[Aim of the exercise] From the entries provided below, copy each line that contains the word "password".
= Beginning of Section =
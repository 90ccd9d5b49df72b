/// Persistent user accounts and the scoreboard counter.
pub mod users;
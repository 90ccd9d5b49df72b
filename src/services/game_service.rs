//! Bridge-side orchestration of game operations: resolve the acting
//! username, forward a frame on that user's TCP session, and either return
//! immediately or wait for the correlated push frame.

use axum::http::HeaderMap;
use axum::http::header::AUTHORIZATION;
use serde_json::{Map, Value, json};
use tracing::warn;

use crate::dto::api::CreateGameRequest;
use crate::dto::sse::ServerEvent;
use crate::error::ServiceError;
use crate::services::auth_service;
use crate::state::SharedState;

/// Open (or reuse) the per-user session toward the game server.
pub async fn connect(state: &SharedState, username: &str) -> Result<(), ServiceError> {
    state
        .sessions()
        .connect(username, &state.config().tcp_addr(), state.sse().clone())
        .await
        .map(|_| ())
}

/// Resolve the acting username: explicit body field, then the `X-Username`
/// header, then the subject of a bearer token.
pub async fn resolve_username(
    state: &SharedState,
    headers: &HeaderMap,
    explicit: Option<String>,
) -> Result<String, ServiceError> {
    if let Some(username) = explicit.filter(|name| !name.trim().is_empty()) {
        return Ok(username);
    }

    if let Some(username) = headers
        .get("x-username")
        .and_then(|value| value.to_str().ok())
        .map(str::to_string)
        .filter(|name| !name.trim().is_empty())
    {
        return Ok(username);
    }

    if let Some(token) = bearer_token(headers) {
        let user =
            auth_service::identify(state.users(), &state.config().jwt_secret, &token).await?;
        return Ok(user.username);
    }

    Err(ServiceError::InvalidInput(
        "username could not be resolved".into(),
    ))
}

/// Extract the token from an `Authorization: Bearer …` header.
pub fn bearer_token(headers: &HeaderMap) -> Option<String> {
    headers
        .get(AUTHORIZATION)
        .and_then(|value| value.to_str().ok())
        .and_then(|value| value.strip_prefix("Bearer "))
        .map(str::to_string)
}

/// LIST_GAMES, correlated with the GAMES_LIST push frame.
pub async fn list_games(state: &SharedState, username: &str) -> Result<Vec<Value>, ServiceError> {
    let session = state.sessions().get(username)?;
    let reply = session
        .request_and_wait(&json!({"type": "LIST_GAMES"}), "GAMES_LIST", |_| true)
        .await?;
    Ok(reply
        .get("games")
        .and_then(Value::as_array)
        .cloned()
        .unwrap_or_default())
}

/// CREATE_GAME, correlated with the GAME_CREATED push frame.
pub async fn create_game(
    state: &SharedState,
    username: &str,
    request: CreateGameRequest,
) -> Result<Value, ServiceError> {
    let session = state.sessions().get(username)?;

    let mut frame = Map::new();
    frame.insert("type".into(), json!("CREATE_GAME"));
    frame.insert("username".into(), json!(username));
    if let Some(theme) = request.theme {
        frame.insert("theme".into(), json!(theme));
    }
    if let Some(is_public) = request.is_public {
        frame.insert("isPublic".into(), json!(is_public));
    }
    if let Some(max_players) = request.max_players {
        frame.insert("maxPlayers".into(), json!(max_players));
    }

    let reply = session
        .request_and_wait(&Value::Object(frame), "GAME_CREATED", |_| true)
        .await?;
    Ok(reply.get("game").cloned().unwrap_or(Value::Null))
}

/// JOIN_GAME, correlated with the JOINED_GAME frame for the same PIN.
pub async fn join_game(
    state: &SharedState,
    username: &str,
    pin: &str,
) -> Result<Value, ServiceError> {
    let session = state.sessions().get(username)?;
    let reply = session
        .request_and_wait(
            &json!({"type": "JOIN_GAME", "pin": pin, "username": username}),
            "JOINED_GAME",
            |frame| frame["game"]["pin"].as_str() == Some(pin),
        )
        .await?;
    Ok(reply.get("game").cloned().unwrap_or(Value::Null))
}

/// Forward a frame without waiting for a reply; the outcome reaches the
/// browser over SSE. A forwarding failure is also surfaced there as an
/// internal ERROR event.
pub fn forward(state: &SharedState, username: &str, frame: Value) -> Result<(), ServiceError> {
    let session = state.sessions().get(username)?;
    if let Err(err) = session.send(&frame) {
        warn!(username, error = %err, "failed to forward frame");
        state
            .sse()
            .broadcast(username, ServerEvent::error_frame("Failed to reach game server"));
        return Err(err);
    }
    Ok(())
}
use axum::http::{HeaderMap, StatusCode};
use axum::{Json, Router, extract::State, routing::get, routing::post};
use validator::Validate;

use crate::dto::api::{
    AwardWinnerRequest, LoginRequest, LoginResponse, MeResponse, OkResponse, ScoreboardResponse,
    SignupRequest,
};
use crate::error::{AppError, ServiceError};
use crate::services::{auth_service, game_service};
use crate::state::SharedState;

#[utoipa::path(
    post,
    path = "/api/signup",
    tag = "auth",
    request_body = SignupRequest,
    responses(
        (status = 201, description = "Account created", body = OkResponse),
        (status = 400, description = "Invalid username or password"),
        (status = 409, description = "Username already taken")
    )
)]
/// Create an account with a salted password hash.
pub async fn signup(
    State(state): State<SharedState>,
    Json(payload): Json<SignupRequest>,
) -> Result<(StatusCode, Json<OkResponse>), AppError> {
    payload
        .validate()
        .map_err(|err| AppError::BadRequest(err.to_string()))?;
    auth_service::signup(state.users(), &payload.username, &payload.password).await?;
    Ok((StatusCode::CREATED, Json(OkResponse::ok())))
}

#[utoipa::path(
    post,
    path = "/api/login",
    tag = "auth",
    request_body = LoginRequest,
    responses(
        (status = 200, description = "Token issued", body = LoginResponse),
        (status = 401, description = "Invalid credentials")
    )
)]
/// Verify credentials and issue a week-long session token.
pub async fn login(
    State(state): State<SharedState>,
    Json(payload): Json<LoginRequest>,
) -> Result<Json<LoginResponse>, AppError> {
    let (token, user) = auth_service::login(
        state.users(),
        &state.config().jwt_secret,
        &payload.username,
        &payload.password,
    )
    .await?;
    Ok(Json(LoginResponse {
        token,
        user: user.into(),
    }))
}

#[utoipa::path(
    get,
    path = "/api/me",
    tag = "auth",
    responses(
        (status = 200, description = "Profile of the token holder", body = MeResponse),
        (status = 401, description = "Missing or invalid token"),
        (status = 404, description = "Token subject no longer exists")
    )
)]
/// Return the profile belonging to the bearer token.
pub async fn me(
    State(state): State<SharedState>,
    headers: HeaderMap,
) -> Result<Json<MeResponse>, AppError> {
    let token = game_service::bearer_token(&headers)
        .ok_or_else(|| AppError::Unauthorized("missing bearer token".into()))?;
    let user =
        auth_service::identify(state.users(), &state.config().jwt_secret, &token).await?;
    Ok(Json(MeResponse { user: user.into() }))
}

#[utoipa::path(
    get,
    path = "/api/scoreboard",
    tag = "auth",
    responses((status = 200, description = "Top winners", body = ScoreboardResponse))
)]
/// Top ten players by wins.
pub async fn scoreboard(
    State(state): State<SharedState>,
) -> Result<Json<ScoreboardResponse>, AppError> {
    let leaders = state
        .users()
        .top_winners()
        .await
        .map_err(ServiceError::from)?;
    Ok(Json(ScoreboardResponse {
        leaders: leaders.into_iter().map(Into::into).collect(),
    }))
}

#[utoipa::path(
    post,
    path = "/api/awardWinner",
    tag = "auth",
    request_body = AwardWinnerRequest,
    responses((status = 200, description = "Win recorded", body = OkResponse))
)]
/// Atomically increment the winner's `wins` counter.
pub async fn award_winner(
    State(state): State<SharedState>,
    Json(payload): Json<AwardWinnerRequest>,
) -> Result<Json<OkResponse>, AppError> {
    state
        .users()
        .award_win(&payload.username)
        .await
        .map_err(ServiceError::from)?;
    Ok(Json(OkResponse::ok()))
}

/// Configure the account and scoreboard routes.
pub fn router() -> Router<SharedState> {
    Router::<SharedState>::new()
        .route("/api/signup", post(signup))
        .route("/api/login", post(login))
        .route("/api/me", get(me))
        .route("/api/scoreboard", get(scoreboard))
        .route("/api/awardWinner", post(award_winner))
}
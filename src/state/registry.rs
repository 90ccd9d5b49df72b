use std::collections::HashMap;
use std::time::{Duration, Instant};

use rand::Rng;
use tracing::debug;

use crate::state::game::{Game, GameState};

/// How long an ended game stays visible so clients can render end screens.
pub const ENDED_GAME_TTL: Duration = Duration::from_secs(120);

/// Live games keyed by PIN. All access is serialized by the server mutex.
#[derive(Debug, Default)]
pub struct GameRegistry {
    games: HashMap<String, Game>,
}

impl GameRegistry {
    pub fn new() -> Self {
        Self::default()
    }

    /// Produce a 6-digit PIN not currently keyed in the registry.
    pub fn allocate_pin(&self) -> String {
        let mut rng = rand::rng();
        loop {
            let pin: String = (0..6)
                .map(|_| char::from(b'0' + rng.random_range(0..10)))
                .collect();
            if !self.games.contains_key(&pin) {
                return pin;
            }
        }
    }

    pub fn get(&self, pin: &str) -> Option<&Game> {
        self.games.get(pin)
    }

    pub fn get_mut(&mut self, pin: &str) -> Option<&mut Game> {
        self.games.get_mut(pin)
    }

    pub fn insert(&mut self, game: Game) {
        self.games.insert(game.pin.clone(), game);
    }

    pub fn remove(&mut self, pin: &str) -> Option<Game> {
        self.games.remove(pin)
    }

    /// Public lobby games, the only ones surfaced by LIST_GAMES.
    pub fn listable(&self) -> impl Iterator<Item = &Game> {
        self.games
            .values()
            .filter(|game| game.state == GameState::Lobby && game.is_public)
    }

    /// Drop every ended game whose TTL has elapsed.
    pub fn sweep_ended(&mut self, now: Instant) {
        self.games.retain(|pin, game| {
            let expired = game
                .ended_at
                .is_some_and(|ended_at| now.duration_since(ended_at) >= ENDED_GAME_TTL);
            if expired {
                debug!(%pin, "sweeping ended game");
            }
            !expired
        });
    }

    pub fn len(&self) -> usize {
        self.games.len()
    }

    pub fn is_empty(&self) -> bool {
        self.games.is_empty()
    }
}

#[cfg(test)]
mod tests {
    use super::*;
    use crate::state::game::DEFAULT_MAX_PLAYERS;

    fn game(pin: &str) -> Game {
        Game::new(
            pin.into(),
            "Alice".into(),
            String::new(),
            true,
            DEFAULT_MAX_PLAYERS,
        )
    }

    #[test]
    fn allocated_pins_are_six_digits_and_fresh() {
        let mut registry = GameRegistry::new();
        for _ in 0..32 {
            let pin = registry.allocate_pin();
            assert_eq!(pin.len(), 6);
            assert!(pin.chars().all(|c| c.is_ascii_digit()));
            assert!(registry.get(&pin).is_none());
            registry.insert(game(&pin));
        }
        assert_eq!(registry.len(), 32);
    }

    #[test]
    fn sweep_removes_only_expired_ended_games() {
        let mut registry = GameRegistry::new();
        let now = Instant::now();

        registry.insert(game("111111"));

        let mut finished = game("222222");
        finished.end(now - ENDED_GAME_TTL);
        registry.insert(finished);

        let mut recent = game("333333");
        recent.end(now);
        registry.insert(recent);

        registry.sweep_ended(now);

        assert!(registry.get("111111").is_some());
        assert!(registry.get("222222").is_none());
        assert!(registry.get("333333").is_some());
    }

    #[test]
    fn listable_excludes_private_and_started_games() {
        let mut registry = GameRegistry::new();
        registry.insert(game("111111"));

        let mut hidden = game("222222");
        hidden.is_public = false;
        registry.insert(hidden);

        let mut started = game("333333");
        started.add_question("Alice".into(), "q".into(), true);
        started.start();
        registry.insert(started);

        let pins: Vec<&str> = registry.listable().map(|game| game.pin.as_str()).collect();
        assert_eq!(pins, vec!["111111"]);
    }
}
= End of Section =
[Reply]
        (status = 400, description = "Invalid username or password"),
/// Create an account with a salted password hash.
    auth_service::signup(state.users(), &payload.username, &payload.password).await?;
        &payload.password,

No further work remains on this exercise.